Tuesday's events were an all-civilian affair apart from a military band. But several of the giant floats had military themes, showing cardboard mock-ups of missiles and space-launch vehicles.

"A strong nation needs nuclear arms and a strong army," read the sign on the missile-themed float.

North Korea followed its last nuclear test in January with a satellite launch that was widely condemned as a disguised ballistic missile test.

The country's nominal head of state, Kim Yong-Nam, addressed the parade before it began, praising Kim Jong-Un and congratulating him on his election the day before as chairman of the ruling Workers' Party.

"The election... showed the absolute trust... of our military and people in the great leader Kim Jong-Un," Kim said.

Leader Kim waved briefly to the crowd to thunderous applause but did not make a speech. Hundreds of balloons were released into the sky to boost the festive effect.

The four-day party congress, which ended on Monday, marked the first such gathering of the party's top decision-making body in more than 35 years.

The event gave the 33-year-old Kim, who came to power following the death of his father Kim Jong-Il in 2011, a podium to secure his status as supreme leader and rightful inheritor of the one-party state founded by his grandfather, Kim Il-Sung.

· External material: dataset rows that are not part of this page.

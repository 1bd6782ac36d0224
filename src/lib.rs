/// Rust Property Graph
///
/// An embedded, typed, indexed property-graph database with transactional
/// persistence on RocksDB.
///
/// # Architecture
///
/// ```text
/// ┌──────────────────────────────────────────────────┐
/// │           Rust Property Graph                    │
/// ├──────────────────────────────────────────────────┤
/// │  ┌────────────────────────────────┐              │
/// │  │   Graph facade                 │              │
/// │  └──┬──────────┬──────────┬───────┘              │
/// │     ↓          ↓          ↓                       │
/// │  ┌────────┐ ┌───────────┐ ┌────────────┐         │
/// │  │ Schema │ │ Elements  │ │ Properties │         │
/// │  │        │ │ adjacency │ │ indexes    │         │
/// │  └────────┘ └─────┬─────┘ └────────────┘         │
/// │                 ↓                                 │
/// │  ┌────────────────────────────────┐              │
/// │  │   Traversal (rayon)            │              │
/// │  └────────────────────────────────┘              │
/// │  ┌────────────────────────────────┐              │
/// │  │   Sessions / transactions      │              │
/// │  └────────────┬───────────────────┘              │
/// │               ↓                                   │
/// │  ┌────────────────────────────────┐              │
/// │  │   Storage Engine (RocksDB)     │              │
/// │  └────────────────────────────────┘              │
/// └──────────────────────────────────────────────────┘
/// ```
///
/// # Modules
///
/// - `types`: Identifiers, values, node and edge records
/// - `schema`: Type registry (node, edge and property types)
/// - `property`: Property columns and their value indexes
/// - `element`: Element arena and adjacency lists
/// - `traversal`: Neighbor expansion and set combinators
/// - `graph`: The `Graph` facade tying the above together
/// - `storage`: Database, sessions and RocksDB persistence
/// - `config`: Environment-driven configuration and logging setup
/// - `tools`: Utilities (JSON/CSV export, JSON import)

pub mod config;
pub mod element;
pub mod error;
pub mod graph;
pub mod property;
pub mod schema;
pub mod storage;
pub mod tools;
pub mod traversal;
pub mod types;

// Re-export commonly used types
pub use types::{
    Edge, EdgeTypeId, ElementId, ElementRecord, ElementType, GraphId, Node, NodeTypeId,
    PropertyTypeId, Value, ValueKind,
};

pub use error::{GraphError, GraphResult};
pub use graph::Graph;
pub use schema::{EdgeType, IndexKind, NodeType, PropertyType, TypeRegistry};
pub use traversal::{difference, intersect, union, Direction, ElementSet};

// Re-export storage types
pub use storage::{Database, GraphImage, Session, StorageError, StorageResult, TxMode};

pub use config::{Config, DatabaseConfig, LoggingConfig};

// Re-export tool types
pub use tools::{
    export_to_csv, export_to_json, import_from_json, ExportOptions, ImportStats, ToolError,
    ToolResult,
};

/// Library version
pub const VERSION: &str = env!("CARGO_PKG_VERSION");
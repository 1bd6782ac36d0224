/// Traversal Engine
///
/// Neighbor expansion across one edge type, from a single node or from a set
/// of nodes, plus the set combinators used to compose multi-hop,
/// multi-criterion queries. A single hop costs O(degree): it walks the
/// adjacency list the element store keeps per node and edge type.

pub mod parallel;
pub mod set;

pub use parallel::{parallel_expand, parallel_filter};
pub use set::{difference, intersect, union, ElementSet};

use crate::element::ElementStore;
use crate::schema::EdgeType;
use crate::types::{EdgeTypeId, ElementId};
use serde::{Deserialize, Serialize};

/// Frontiers at least this large are expanded with rayon
pub const PARALLEL_EXPANSION_THRESHOLD: usize = 1024;

/// Which incident edges a traversal follows
#[derive(Copy, Clone, Debug, PartialEq, Eq, Hash, Serialize, Deserialize)]
pub enum Direction {
    /// Edges where the start node is the source
    Outgoing,
    /// Edges where the start node is the target
    Incoming,
    /// Both
    Any,
}

impl Direction {
    /// Undirected edge types ignore the requested direction
    pub fn effective_for(self, edge_type: &EdgeType) -> Direction {
        if edge_type.directed {
            self
        } else {
            Direction::Any
        }
    }

    fn follows_outgoing(self) -> bool {
        matches!(self, Direction::Outgoing | Direction::Any)
    }

    fn follows_incoming(self) -> bool {
        matches!(self, Direction::Incoming | Direction::Any)
    }
}

/// Nodes adjacent to `from` across `edge_type` in `direction`
pub fn neighbors(
    store: &ElementStore,
    from: ElementId,
    edge_type: &EdgeType,
    direction: Direction,
) -> ElementSet {
    let mut result = ElementSet::new();
    collect_peers(
        store,
        from,
        edge_type.id,
        direction.effective_for(edge_type),
        &mut result,
    );
    result
}

/// Union of `neighbors` over every member of `from`
pub fn neighbors_of_set(
    store: &ElementStore,
    from: &ElementSet,
    edge_type: &EdgeType,
    direction: Direction,
) -> ElementSet {
    let direction = direction.effective_for(edge_type);
    if from.len() >= PARALLEL_EXPANSION_THRESHOLD {
        let frontier: Vec<ElementId> = from.iter().collect();
        return parallel_expand(store, &frontier, edge_type.id, direction);
    }

    let mut result = ElementSet::new();
    for node in from {
        collect_peers(store, node, edge_type.id, direction, &mut result);
    }
    result
}

/// Edges of `edge_type` incident to `node` in `direction`
pub fn explode(
    store: &ElementStore,
    node: ElementId,
    edge_type: &EdgeType,
    direction: Direction,
) -> ElementSet {
    let mut result = ElementSet::new();
    let direction = direction.effective_for(edge_type);
    if let Some(incidence) = store.incidence(node, edge_type.id) {
        if direction.follows_outgoing() {
            result.extend(incidence.outgoing.iter().map(|&(edge, _)| edge));
        }
        if direction.follows_incoming() {
            result.extend(incidence.incoming.iter().map(|&(edge, _)| edge));
        }
    }
    result
}

/// Number of distinct edges `explode` would return
pub fn degree(
    store: &ElementStore,
    node: ElementId,
    edge_type: &EdgeType,
    direction: Direction,
) -> usize {
    explode(store, node, edge_type, direction).len()
}

pub(crate) fn collect_peers(
    store: &ElementStore,
    node: ElementId,
    edge_type: EdgeTypeId,
    direction: Direction,
    out: &mut ElementSet,
) {
    let Some(incidence) = store.incidence(node, edge_type) else {
        return;
    };
    if direction.follows_outgoing() {
        out.extend(incidence.outgoing.iter().map(|&(_, peer)| peer));
    }
    if direction.follows_incoming() {
        out.extend(incidence.incoming.iter().map(|&(_, peer)| peer));
    }
}
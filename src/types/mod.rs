/// Core data types for the graph engine
///
/// This module defines the fundamental types used throughout the system:
/// - Identifiers: NodeTypeId, EdgeTypeId, PropertyTypeId, ElementId, GraphId
/// - Value: closed, totally ordered property value with its ValueKind
/// - Node / Edge: element records stored in the element arena

pub mod element;
pub mod ids;
pub mod value;

pub use element::{Edge, ElementRecord, ElementType, Node};
pub use ids::{EdgeTypeId, ElementId, GraphId, IdError, NodeTypeId, PropertyTypeId, Sequence};
pub use value::{Value, ValueKind};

The congress formally endorsed Kim Jong-Un's legacy "byungjin" doctrine of building an effective nuclear arsenal in tandem with economic development.

Kim Yong-Nam, in his speech to the parade, appeared to touch on this theme.

Now that North Korea was a powerful nation, he said, "we can concentrate on economic construction and improving people's living standards".

In speeches during the congress, Kim praised the country's purported first hydrogen-bomb test in January and defended his nuclear arsenal as a deterrent against "hostile" nations like the United States.

He also vowed to use it only if North Korea's sovereignty is threatened by another nuclear power.

The party meeting came at a time of heightened tension on the divided peninsula following the atomic test in January.

South Korean President Park Geun-Hye, who has insisted denuclearization by Pyongyang is the only way to revive talks, said the congress showed that nothing had changed.

"The North failed to show any sincere change to improve inter-Korea ties and instead vowed to continue to strengthen its nuclear programs, this time describing itself as an official atomic power," Park said at a cabinet meeting Tuesday.

Tuesday's parade saw row after row of massed marchers, waving pink paper flowers, balloons of various colours and red party flags, and chanting "Mansei (Long Live)!" in unison.

Some carried giant banners reading "Mansei for comrade Kim Jong-Un, the top leader of our party and people!" and "Glory to our beloved leader!"

On the main part of the square, static crowds raised different colored placards to spell out giant slogans like "The leader's Party", "Kim Jong-Un's party" and "Solidarity", and formed elaborate mosaic images of the party and national flags.

Park groundsman Kim Son-Dong, 46, clutching a floral bouquet, said it was hard to express his feelings about taking part in the parade.

"When I saw Marshal Kim Jong-Un, I was very happy. I thank him for guiding our people wisely," he said through an official interpreter.